Sunday, July 27, 2014

NYT Calls for Repeal of Federal Laws Banning Marijuana

From NYT:
It took 13 years for the United States to come to its senses and end Prohibition, 13 years in which people kept drinking, otherwise law-abiding citizens became criminals and crime syndicates arose and flourished. It has been more than 40 years since Congress passed the current ban on marijuana, inflicting great harm on society just to prohibit a substance far less dangerous than alcohol.
The federal government should repeal the ban on marijuana.
We reached that conclusion after a great deal of discussion among the members of The Times’s Editorial Board, inspired by a rapidly growing movement among the states to reform marijuana laws.
But here are the problems with NYT's call for repeal. First, NYT still believes that control of marijuana is a legitimate concern of state governments, which is an indication of how far we are from thinking in terms of a libertarian society:
 That will put decisions on whether to allow recreational or medicinal production and use where it belongs — at the state level.
Second, there is no indication by NYT that the control of the manufacture and marketing of marijuana should be left to the free market:
Creating systems for regulating manufacture, sale and marketing will be complex.
This view is quite stunning as an indication of how MSM continues to view the necessity of government control over market operations and can't conceive of markets without government oversight.

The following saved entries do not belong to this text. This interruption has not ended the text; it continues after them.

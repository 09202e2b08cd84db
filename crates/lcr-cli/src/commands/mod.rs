//! Command implementations

pub mod models;
pub mod run;

use crate::RunStatus;
use crate::args::{Cli, Commands};
use anyhow::Result;

/// Dispatch the parsed command line
pub async fn route(cli: Cli) -> Result<RunStatus> {
    match cli.command {
        Commands::Run(args) => run::execute(args).await,
        Commands::Models { models } => {
            models::list(&models)?;
            Ok(RunStatus::Completed)
        }
    }
}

In other words, the call for the repeal of federal laws with regard to marijuana is a small step on the road to freedom, but it is just that a small step, with no indication, at all, that this is called for by NYT in terms of an overall march toward freedom.

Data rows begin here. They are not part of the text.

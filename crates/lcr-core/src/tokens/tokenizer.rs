//! Tokenizer oracles

/// Turns text into a token count. Treated as exact and synchronous.
pub trait Tokenizer: Send + Sync {
    fn count_tokens(&self, text: &str) -> usize;
}

/// Character-ratio estimate: `ceil(chars / chars_per_token)`
#[derive(Debug, Clone, Copy)]
pub struct CharRatioTokenizer {
    chars_per_token: f32,
}

impl CharRatioTokenizer {
    pub fn new() -> Self {
        Self {
            chars_per_token: 4.0,
        }
    }

    /// Create with custom chars per token estimate
    pub fn with_chars_per_token(mut self, chars_per_token: f32) -> Self {
        if chars_per_token > 0.0 {
            self.chars_per_token = chars_per_token;
        }
        self
    }
}

impl Default for CharRatioTokenizer {
    fn default() -> Self {
        Self::new()
    }
}

impl Tokenizer for CharRatioTokenizer {
    fn count_tokens(&self, text: &str) -> usize {
        let chars = text.chars().count();
        (chars as f32 / self.chars_per_token).ceil() as usize
    }
}

/// Exact `cl100k_base` byte-pair encoding
#[cfg(feature = "tiktoken")]
pub struct TiktokenTokenizer {
    bpe: tiktoken_rs::CoreBPE,
}

#[cfg(feature = "tiktoken")]
impl TiktokenTokenizer {
    pub fn cl100k() -> crate::error::EvalResult<Self> {
        let bpe = tiktoken_rs::cl100k_base().map_err(|e| {
            crate::error::EvalError::config(format!("Failed to load cl100k_base: {}", e))
        })?;
        Ok(Self { bpe })
    }
}

#[cfg(feature = "tiktoken")]
impl Tokenizer for TiktokenTokenizer {
    fn count_tokens(&self, text: &str) -> usize {
        self.bpe.encode_ordinary(text).len()
    }
}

That said, it is an indication that perspectives can change. Check out the first 8 minutes of this Dragnet show, which absurdly equates marijuana with wild behavior.




I personally don't use marijuna or any other drugs, but people should be free to put anything they want into their body.

-RW

3 comments:

  1. The Establishment decided some months ago to end mj prohibition. You could tell when various pols on the right, such a Corpulus Christie, started coming out in favor of it.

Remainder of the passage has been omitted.